As you can see, the price found support at the 61.8% Fibonacci retracement level on the EUR/USD pair. However, bear in mind that Fibonacci retracement levels don’t have to be exact and precise support and resistance lines. Instead, the price can retrace at so-called support and resistance areas, of which the most important are in between the 38.2% and the 61.8% Fib level. So, consider these levels as areas, or zones, and not necessarily as precise lines.
Support and resistance levels change their roles
When talking about support and resistance levels in Forex trading, we need to touch on an interesting characteristic of these levels, which is their change of roles. When a support level breaks, be it a horizontal, round number, Fibonacci, or trend line support, that support becomes a resistance level in the future. Similarly, a broken resistance level becomes a support level in future trading. A popular trading technique has been built around this feature of support and resistance levels, which is called pullback trading.
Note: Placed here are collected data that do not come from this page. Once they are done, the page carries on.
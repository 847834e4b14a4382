use std::path::PathBuf;

use anyhow::{Context, Result};

use crate::loader::layers::{ConfigLayerEntry, ConfigLayerSource};
use crate::loader::manager::ConfigManager;
use crate::loader::paths::ConfigPaths;

/// Builder for a [`ConfigManager`] with runtime overrides on top.
#[derive(Debug, Clone, Default)]
pub struct ConfigBuilder {
    workspace: Option<PathBuf>,
    config_file: Option<PathBuf>,
    paths: Option<ConfigPaths>,
    cli_overrides: Vec<(String, toml::Value)>,
}

impl ConfigBuilder {
    pub fn new() -> Self {
        Self::default()
    }

    pub fn workspace(mut self, path: PathBuf) -> Self {
        self.workspace = Some(path);
        self
    }

    /// Use a specific file instead of `<workspace>/rift.toml`.
    pub fn config_file(mut self, path: PathBuf) -> Self {
        self.config_file = Some(path);
        self
    }

    /// Replace the discovered system and user file locations.
    pub fn paths(mut self, paths: ConfigPaths) -> Self {
        self.paths = Some(paths);
        self
    }

    /// Add an override by dotted key (e.g. `"inference.model"`).
    pub fn cli_override(mut self, key: impl Into<String>, value: toml::Value) -> Self {
        self.cli_overrides.push((key.into(), value));
        self
    }

    /// Add overrides from `key=value` style string pairs.
    ///
    /// Values are parsed as TOML; anything that does not parse is kept as a string.
    pub fn cli_overrides(mut self, overrides: &[(String, String)]) -> Self {
        for (key, value) in overrides {
            let toml_value = value
                .parse::<toml::Value>()
                .ok()
                .filter(|parsed| !parsed.is_table())
                .unwrap_or_else(|| toml::Value::String(value.clone()));
            self.cli_overrides.push((key.clone(), toml_value));
        }
        self
    }

    pub fn build(self) -> Result<ConfigManager> {
        let mut manager = match (self.config_file, self.workspace, self.paths) {
            (Some(config_file), _, _) => ConfigManager::load_from_file(config_file)?,
            (None, Some(workspace), Some(paths)) => {
                ConfigManager::load_with(&paths, &workspace, |key| std::env::var(key).ok())?
            }
            (None, Some(workspace), None) => ConfigManager::load_from_workspace(workspace)?,
            (None, None, _) => ConfigManager::load()?,
        };

        Self::apply_overrides(&mut manager, self.cli_overrides)?;
        Ok(manager)
    }

    /// Push `overrides` as a runtime layer and re-evaluate the manager.
    pub(crate) fn apply_overrides(
        manager: &mut ConfigManager,
        overrides: Vec<(String, toml::Value)>,
    ) -> Result<()> {
        if overrides.is_empty() {
            return Ok(());
        }

        let mut runtime_toml = toml::Table::new();
        for (key, value) in overrides {
            insert_dotted_key(&mut runtime_toml, &key, value);
        }
        manager.layer_stack.push(ConfigLayerEntry::new(
            ConfigLayerSource::Runtime,
            toml::Value::Table(runtime_toml),
        ));

        manager.config = ConfigManager::evaluate(&manager.layer_stack)
            .context("Configuration failed validation after runtime overrides")?;
        Ok(())
    }
}

fn insert_dotted_key(table: &mut toml::Table, key: &str, value: toml::Value) {
    match key.split_once('.') {
        None => {
            table.insert(key.to_string(), value);
        }
        Some((head, rest)) => {
            let entry = table
                .entry(head.to_string())
                .or_insert_with(|| toml::Value::Table(toml::Table::new()));
            if !entry.is_table() {
                *entry = toml::Value::Table(toml::Table::new());
            }
            if let toml::Value::Table(child) = entry {
                insert_dotted_key(child, rest, value);
            }
        }
    }
}
//! Tracing configuration

use serde::{Deserialize, Serialize};

use crate::constants::debug as defaults;

/// Trace level for structured logging
#[derive(Debug, Clone, Copy, PartialEq, Eq, Serialize, Default)]
#[serde(rename_all = "lowercase")]
pub enum TraceLevel {
    Error,
    Warn,
    #[default]
    Info,
    Debug,
    Trace,
}

impl TraceLevel {
    pub fn as_str(self) -> &'static str {
        match self {
            Self::Error => "error",
            Self::Warn => "warn",
            Self::Info => "info",
            Self::Debug => "debug",
            Self::Trace => "trace",
        }
    }

    pub fn parse(value: &str) -> Option<Self> {
        match value.trim().to_lowercase().as_str() {
            "error" => Some(Self::Error),
            "warn" => Some(Self::Warn),
            "info" => Some(Self::Info),
            "debug" => Some(Self::Debug),
            "trace" => Some(Self::Trace),
            _ => None,
        }
    }
}

impl std::fmt::Display for TraceLevel {
    fn fmt(&self, f: &mut std::fmt::Formatter<'_>) -> std::fmt::Result {
        f.write_str(self.as_str())
    }
}

// Unknown levels fall back to the default instead of failing the whole load.
impl<'de> Deserialize<'de> for TraceLevel {
    fn deserialize<D>(deserializer: D) -> Result<Self, D::Error>
    where
        D: serde::Deserializer<'de>,
    {
        let raw = String::deserialize(deserializer)?;
        Ok(Self::parse(&raw).unwrap_or_default())
    }
}

/// Tracing configuration
#[derive(Debug, Clone, PartialEq, Eq, Deserialize, Serialize)]
pub struct DebugConfig {
    /// Trace level (error, warn, info, debug, trace)
    #[serde(default)]
    pub trace_level: TraceLevel,

    /// Tracing targets the level applies to
    #[serde(default = "DebugConfig::default_trace_targets")]
    pub trace_targets: Vec<String>,
}

impl Default for DebugConfig {
    fn default() -> Self {
        Self {
            trace_level: TraceLevel::default(),
            trace_targets: Self::default_trace_targets(),
        }
    }
}

impl DebugConfig {
    fn default_trace_targets() -> Vec<String> {
        defaults::DEFAULT_TRACE_TARGETS
            .iter()
            .map(|target| (*target).to_string())
            .collect()
    }

    /// Filter directive in `EnvFilter` syntax, e.g. `rift=info,rift_exec=info`.
    pub fn filter_directive(&self) -> String {
        let level = self.trace_level.as_str();
        if self.trace_targets.is_empty() {
            return level.to_string();
        }
        self.trace_targets
            .iter()
            .map(|target| format!("{target}={level}"))
            .collect::<Vec<_>>()
            .join(",")
    }
}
Basically, a trader would wait for the price to retest a broken support level (which now becomes a resistance), or a broken resistance level (which now becomes a support) to enter into the direction of the breakout. This fascinating concept is shown in the following chart.
The chart above shows horizontal support and resistance levels on the weekly EUR/USD chart. Higher timeframes, such as the daily or weekly ones, are most of the time more reliable when it comes to support and resistance Forex trading. As you can see, the key resistance and key support lines are located above and below other less important levels, respectively. A broken resistance became a support, and a broken support became a resistance.
Final words: support and resistance levels in Forex
Support and resistance trading is an extremely popular way of trading the Forex market. These levels, which exist in other financial markets as well, are one of the most important concepts that novice traders should learn early on in their Forex journey. Simply put, a support level represents a price level where sellers had difficulties breaking below in the past, while a resistance level represents a price level where buyers had difficulties to breaking above in the past. As a result, these levels can be used to eventually predict the behaviour of market participants once the price reaches them again. There are many types of support and resistance levels, such as horizontal levels, trend line levels, Fibonacci retracements, and round number psychological levels, which have been covered in this article. Besides these types, other technical tools can also be used to identify potential levels where the price could find a support or resistance, such as moving averages (the 200-day MA is an important dynamic S&R level), channels, pivot points, and so on.